A first version of San Francisco (SF 1.1) was delivered in August 1997. The effort was driven largely by IBM executives and employees associated with the AS/400 Division. The San Francisco architecture is based on three layers. Underneath these layers is a platform-independent approach. That is, San Francisco is fully dependant on an underlying Java Virtual Machine, which ensures that its logic is executed correctly on a variety of platforms that includes AIX, Windows NT, OS/400, Solaris and HP/UX. The first release focused on providing a foundation layer, and made common business objects and a GL application framework visible to customers.

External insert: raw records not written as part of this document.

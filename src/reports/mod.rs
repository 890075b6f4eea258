//! Reports module for BudgetBuddy
//!
//! Provides the spending summary (daily/weekly/monthly/category totals)
//! and the data behind the spending pie chart.

pub mod chart;
pub mod summary;

pub use chart::{ChartData, ChartSlice, PALETTE};
pub use summary::{CategoryTotal, ExpenseSummary, SummaryWindow};
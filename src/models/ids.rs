//! Strongly-typed ID wrappers for all entity types
//!
//! Using newtype wrappers prevents accidentally mixing up IDs from different
//! entity types at compile time.

use serde::{Deserialize, Serialize};
use std::fmt;
use std::str::FromStr;
use uuid::Uuid;

/// Number of trailing hex digits shown in the short display form
const SHORT_LEN: usize = 8;

/// Macro to generate ID newtype wrappers
///
/// `$generate` is the `Uuid` constructor used for fresh IDs.
macro_rules! define_id {
    ($name:ident, $display_prefix:literal, $generate:ident) => {
        #[derive(Debug, Clone, Copy, PartialEq, Eq, PartialOrd, Ord, Hash, Serialize, Deserialize)]
        #[serde(transparent)]
        pub struct $name(Uuid);

        impl $name {
            /// Create a new ID
            pub fn new() -> Self {
                Self(Uuid::$generate())
            }

            /// Get the underlying UUID
            pub fn as_uuid(&self) -> &Uuid {
                &self.0
            }

            /// Parse an ID from its full UUID string
            pub fn parse(s: &str) -> Result<Self, uuid::Error> {
                Ok(Self(Uuid::parse_str(s)?))
            }

            /// Short display form without the prefix (last hex digits)
            pub fn short(&self) -> String {
                let simple = self.0.simple().to_string();
                simple[simple.len() - SHORT_LEN..].to_string()
            }

            /// Check whether user input refers to this ID
            ///
            /// Accepts the full UUID, or the short form with or without prefix.
            pub fn matches(&self, input: &str) -> bool {
                let input = input.trim();
                if let Ok(uuid) = Uuid::parse_str(input) {
                    return uuid == self.0;
                }
                let short = input.strip_prefix($display_prefix).unwrap_or(input);
                short.len() == SHORT_LEN && short.eq_ignore_ascii_case(&self.short())
            }
        }

        impl Default for $name {
            fn default() -> Self {
                Self::new()
            }
        }

        impl fmt::Display for $name {
            fn fmt(&self, f: &mut fmt::Formatter<'_>) -> fmt::Result {
                write!(f, "{}{}", $display_prefix, self.short())
            }
        }

        impl From<Uuid> for $name {
            fn from(uuid: Uuid) -> Self {
                Self(uuid)
            }
        }

        impl FromStr for $name {
            type Err = uuid::Error;

            fn from_str(s: &str) -> Result<Self, Self::Err> {
                Self::parse(s.trim())
            }
        }
    };
}

// Expense IDs are time-ordered (UUIDv7): millisecond clock plus random bits.
define_id!(ExpenseId, "exp-", now_v7);
define_id!(UserId, "usr-", new_v4);
//! CSV export of the expense list
//!
//! Columns are `Title,Category,Amount,Date`, one row per expense in entry
//! order. Fields containing a comma, quote or newline are quoted.

use crate::error::{BuddyError, BuddyResult};
use crate::models::{Expense, DATE_FORMAT};

/// Header row, in column order
pub const CSV_HEADER: [&str; 4] = ["Title", "Category", "Amount", "Date"];

/// Render expenses as CSV text
///
/// Returns `Ok(None)` when there is nothing to export.
pub fn export_csv(expenses: &[Expense]) -> BuddyResult<Option<String>> {
    if expenses.is_empty() {
        return Ok(None);
    }

    let mut writer = csv::Writer::from_writer(Vec::new());
    writer
        .write_record(CSV_HEADER)
        .map_err(|e| BuddyError::Export(e.to_string()))?;

    for expense in expenses {
        let date = expense.date.format(DATE_FORMAT).to_string();
        writer
            .write_record([
                expense.title.as_str(),
                expense.category.label(),
                expense.amount.format_plain().as_str(),
                date.as_str(),
            ])
            .map_err(|e| BuddyError::Export(e.to_string()))?;
    }

    let bytes = writer
        .into_inner()
        .map_err(|e| BuddyError::Export(e.to_string()))?;
    String::from_utf8(bytes)
        .map(Some)
        .map_err(|e| BuddyError::Export(e.to_string()))
}

#[cfg(test)]
mod tests {
    use super::*;
    use crate::models::ExpenseDraft;

    fn expense(title: &str, amount: &str, category: &str, date: &str) -> Expense {
        ExpenseDraft::new(title, amount, category, date)
            .validate()
            .unwrap()
    }

    #[test]
    fn test_empty_is_none() {
        assert_eq!(export_csv(&[]).unwrap(), None);
    }

    #[test]
    fn test_rows_in_entry_order() {
        let expenses = vec![
            expense("Lunch", "12.5", "Food", "2024-03-02"),
            expense("Train", "40", "Transport", "2024-03-01"),
        ];

        let csv = export_csv(&expenses).unwrap().unwrap();
        assert_eq!(
            csv,
            "Title,Category,Amount,Date\n\
             Lunch,Food,12.50,2024-03-02\n\
             Train,Transport,40.00,2024-03-01\n"
        );
    }

    #[test]
    fn test_delimiters_are_quoted() {
        let expenses = vec![expense("Pens, paper", "3", "Education", "2024-03-02")];

        let csv = export_csv(&expenses).unwrap().unwrap();
        assert!(csv.contains("\"Pens, paper\",Education,3.00,2024-03-02"));
    }
}
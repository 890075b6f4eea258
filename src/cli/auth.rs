//! Authentication CLI commands
//!
//! Passwords come from `BUDGETBUDDY_PASSWORD` when set, otherwise from a
//! hidden prompt. They are wiped from memory once used.

use clap::Subcommand;
use zeroize::Zeroizing;

use crate::auth::IdentityProvider;
use crate::error::{BuddyError, BuddyResult};

/// Authentication subcommands
#[derive(Subcommand)]
pub enum AuthCommands {
    /// Create an account and sign in
    Signup {
        /// Email address
        email: String,
        /// Password (prompted when omitted)
        #[arg(long, env = "BUDGETBUDDY_PASSWORD", hide_env_values = true)]
        password: Option<String>,
    },

    /// Sign in to an existing account
    Login {
        /// Email address
        email: String,
        /// Password (prompted when omitted)
        #[arg(long, env = "BUDGETBUDDY_PASSWORD", hide_env_values = true)]
        password: Option<String>,
    },

    /// Sign out
    Logout,

    /// Show who is signed in
    Whoami,
}

fn read_password(given: Option<String>) -> BuddyResult<Zeroizing<String>> {
    match given {
        Some(password) => Ok(Zeroizing::new(password)),
        None => rpassword::prompt_password("Password: ")
            .map(Zeroizing::new)
            .map_err(|e| BuddyError::Io(format!("Failed to read password: {}", e))),
    }
}

/// Handle an auth command
pub fn handle_auth_command<P: IdentityProvider + ?Sized>(
    provider: &mut P,
    cmd: AuthCommands,
) -> BuddyResult<()> {
    match cmd {
        AuthCommands::Signup { email, password } => {
            let password = read_password(password)?;
            let session = provider.sign_up(&email, &password)?;
            println!("Account created. Signed in as {}", session.email);
        }

        AuthCommands::Login { email, password } => {
            let password = read_password(password)?;
            let session = provider.sign_in(&email, &password)?;
            println!("Signed in as {}", session.email);
        }

        AuthCommands::Logout => {
            if provider.current_session().is_none() {
                println!("You are not signed in.");
            } else {
                provider.sign_out()?;
                println!("Signed out.");
            }
        }

        AuthCommands::Whoami => match provider.current_session() {
            Some(session) => {
                println!("Signed in as {}", session.email);
                println!(
                    "  Since: {}",
                    session.signed_in_at.format("%Y-%m-%d %H:%M:%S UTC")
                );
            }
            None => println!("You are not signed in."),
        },
    }

    Ok(())
}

Its implementation, as a pioneering effort, was monumental. It was also very smart of IBM to target Java as the implementation language. Practically though, its performance was insufficient, and it was hampered by internal IBM rivalry between the AS/400 group and IBM’s Software division. Strategically, its technical Achilles’ heel was the object model. Because no industry standard object model existed, it was implemented in a proprietary fashion.
Release 1.2, delivered in March 1998, answered the performance bell, and also delivered a Graphical User Interface-based framework. Users then realized that the utilization of object components, and all its inherent layers and abstraction, places a recognizable “performance tax” on the application—even when the code is optimized. This is still true today, but it is made manageable by the colossal increases in computing power that are now available. SF 1.3 was delivered in November 1998, refining the layered architecture and support for different platforms. (Interestingly, despite being “born” in Rochester, home of AS/400, San Francisco was developed using Windows NT!)
What has changed since San Francisco was first designed and implemented, is that we have an evolution of industry object standards centered on Java. Students of Java recognize what Enterprise Java Beans (EJB) can accomplish both technically and practically. It’s being accepted as a standard in the marketplace. IBM has developed WebSphere to support the Java and EJB standards across all of their platforms.
Thus, San Francisco must undergo changes to be commercially successful. The pioneering, the learning, the hard stuff has all been done. Now IBM must rework the underlying foundation and utilities layer to be WebSphere-based. It must work on IBM and Non-IBM Enterprise Java Bean servers. IBM is planning to migrate the San Francisco Common Business Objects to an EJB infrastructure and will change the name to reflect this. Once this migration occurs they will be known as “WebSphere Solution Components” (WSSC).
Seven years of object design, object development, partner involvement, Java delivery and performance, have resulted in functional and usable business components. With one more twist, the object model will be based on the EJB standard and IBM will have a single application component solution. While the new WSSC’s technical details are not fully available, I’m predicting that the WebSphere implementation will scratch the seven-year itch.